Quel cheminement vous a amené à découvrir la musique des Pygmées
de Centrafrique ?

Jeune musicien classique, arrivant en Centrafrique en 1963, j’ai eu l’occasion de découvrir la musique d’un groupe pygmée qu’on avait fait venir à Bangui, la capitale, à l’occasion de la fête de l’indépendance. Cette musique m’avait profondément ému et avait suscité ma curiosité scientifique, étant donné son aspect particulièrement complexe.

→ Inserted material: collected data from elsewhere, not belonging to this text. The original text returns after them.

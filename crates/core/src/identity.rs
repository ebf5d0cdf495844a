use std::fmt;

use serde::{Deserialize, Serialize};
use thiserror::Error;
use uuid::Uuid;

/// Which backend the coordinators talk to.
#[derive(Debug, Clone, Copy, PartialEq, Eq, Default, Serialize, Deserialize)]
#[serde(rename_all = "snake_case")]
pub enum ApiMode {
    #[default]
    Live,
    Mock,
}

#[derive(Debug, Clone, PartialEq, Eq, Hash, PartialOrd, Ord, Serialize, Deserialize)]
#[serde(transparent)]
pub struct LocalId(String);

impl LocalId {
    #[must_use]
    pub fn new(value: impl Into<String>) -> Self {
        Self(value.into())
    }

    #[must_use]
    pub fn generate() -> Self {
        Self(format!("local-{}", Uuid::new_v4()))
    }

    #[must_use]
    pub fn as_str(&self) -> &str {
        &self.0
    }
}

impl fmt::Display for LocalId {
    fn fmt(&self, f: &mut fmt::Formatter<'_>) -> fmt::Result {
        f.write_str(&self.0)
    }
}

#[derive(Debug, Clone, PartialEq, Eq, Hash, Serialize, Deserialize)]
#[serde(transparent)]
pub struct RemoteId(String);

impl RemoteId {
    #[must_use]
    pub fn new(value: impl Into<String>) -> Self {
        Self(value.into())
    }

    #[must_use]
    pub fn as_str(&self) -> &str {
        &self.0
    }
}

impl fmt::Display for RemoteId {
    fn fmt(&self, f: &mut fmt::Formatter<'_>) -> fmt::Result {
        f.write_str(&self.0)
    }
}

#[derive(Debug, Clone, PartialEq, Eq, Error)]
pub enum IdentityError {
    #[error("connection `{0}` has no server identity yet; save it before using it")]
    Unresolved(LocalId),
}

/// Local UI identity plus the id the backend assigned, once known.
#[derive(Debug, Clone, PartialEq, Eq, Serialize, Deserialize)]
pub struct ConnectionIdentity {
    #[serde(rename = "id")]
    pub local: LocalId,
    #[serde(
        rename = "backend_connection_id",
        default,
        skip_serializing_if = "Option::is_none"
    )]
    pub remote: Option<RemoteId>,
}

impl ConnectionIdentity {
    #[must_use]
    pub fn new(local: LocalId) -> Self {
        Self {
            local,
            remote: None,
        }
    }

    #[must_use]
    pub fn with_remote(mut self, remote: RemoteId) -> Self {
        self.remote = Some(remote);
        self
    }

    /// Id to address this connection with on the backend.
    ///
    /// The backend id always wins. The local id is only meaningful to the
    /// mock backend, which keys its records by it.
    pub fn resolve(&self, mode: ApiMode) -> Result<&str, IdentityError> {
        match (&self.remote, mode) {
            (Some(remote), _) => Ok(remote.as_str()),
            (None, ApiMode::Mock) => Ok(self.local.as_str()),
            (None, ApiMode::Live) => Err(IdentityError::Unresolved(self.local.clone())),
        }
    }

    /// Records a backend id learned from a test or save. Returns whether the
    /// identity changed.
    pub fn backfill(&mut self, remote: RemoteId) -> bool {
        if self.remote.as_ref() == Some(&remote) {
            return false;
        }
        self.remote = Some(remote);
        true
    }

    #[must_use]
    pub fn is_saved(&self) -> bool {
        self.remote.is_some()
    }
}

#[cfg(test)]
mod tests {
    use super::{ApiMode, ConnectionIdentity, IdentityError, LocalId, RemoteId};

    #[test]
    fn backend_id_wins_in_every_mode() {
        let identity =
            ConnectionIdentity::new(LocalId::new("local-1")).with_remote(RemoteId::new("42"));

        assert_eq!(identity.resolve(ApiMode::Live), Ok("42"));
        assert_eq!(identity.resolve(ApiMode::Mock), Ok("42"));
    }

    #[test]
    fn unsaved_identity_fails_fast_against_live_backend() {
        let identity = ConnectionIdentity::new(LocalId::new("local-1"));

        assert_eq!(
            identity.resolve(ApiMode::Live),
            Err(IdentityError::Unresolved(LocalId::new("local-1")))
        );
        assert_eq!(identity.resolve(ApiMode::Mock), Ok("local-1"));
    }

    #[test]
    fn backfill_reports_only_real_changes() {
        let mut identity = ConnectionIdentity::new(LocalId::generate());

        assert!(identity.backfill(RemoteId::new("7")));
        assert!(!identity.backfill(RemoteId::new("7")));
        assert!(identity.backfill(RemoteId::new("8")));
        assert_eq!(identity.remote, Some(RemoteId::new("8")));
    }

    #[test]
    fn serializes_with_wire_field_names() {
        let identity =
            ConnectionIdentity::new(LocalId::new("local-1")).with_remote(RemoteId::new("9"));
        let value = serde_json::to_value(&identity).expect("identity should serialize");

        assert_eq!(value["id"], "local-1");
        assert_eq!(value["backend_connection_id"], "9");
    }
}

J’obtins du président de l’époque un blanc-seing pour créer un musée des arts et traditions populaires à Bangui, où je pourrais réunir des instruments, des parures de danse et des enregistrements sonores des musiques traditionnelles des différentes ethnies du pays. Je décidai alors de partir sur le terrain et allai séjourner chez les Pygmées Mbenzélé, à 600 km de Bangui. Là, j’ai commencé à enregistrer sur magnétophone ce qu’ils voulaient bien me chanter : je découvris ainsi la richesse de leur polyphonie et de leur polyrythmie. Plus tard, en 1971, j’ai choisi un groupe pygmée plus proche de Bangui, les Akas, qui n’avaient jamais été étudiés. J’ai trouvé là un grand campement, au sein duquel tout le monde était musicien : depuis, j’y suis revenu régulièrement pratiquement chaque année, jusqu’en 2000.

 


© sangonet.com
Simha Arom
Comment caractérisez-vous la musique pygmée ?
Le patrimoine musical pygmée est divisé en catégories distinctes, dont chacune est exclusivement liée à une circonstance précise de la vie en société, par exemple, les chants avant le départ à la chasse ou le chant pour bercer un enfant. J’ai alors entrepris de répertorier toutes ces catégories, leurs noms, leur nombre et leur contexte d’utilisation. Il s’agissait aussi de répondre à des questions relevant de la sémiologie musicale : peut-on établir une grammaire de ces musiques ? L’autre aspect de ma recherche était plus anthropologique : comment articuler chaque chant avec le contexte culturel et social ? Cette musique, orale et collective, réalisée sans chef et sans partition, qui se transmet de génération en génération, est très sophistiquée. J’ai découvert qu’il existait en général quatre parties chantées distinctes qui s’entremêlaient en un contrepoint extrêmement dense. Chaque chanteur choisit sa partie, mais est libre en cours de route de l’abandonner pour en reprendre une des trois autres : songez qu’il m’a fallu plusieurs années pour comprendre cela, c’est dire combien cette musique nous est difficile d’accès ! Par ailleurs, un même chant n’est jamais réalisé deux fois de façon identique, tant l’art de la variation, à partir d’une épure relativement simple, est développé.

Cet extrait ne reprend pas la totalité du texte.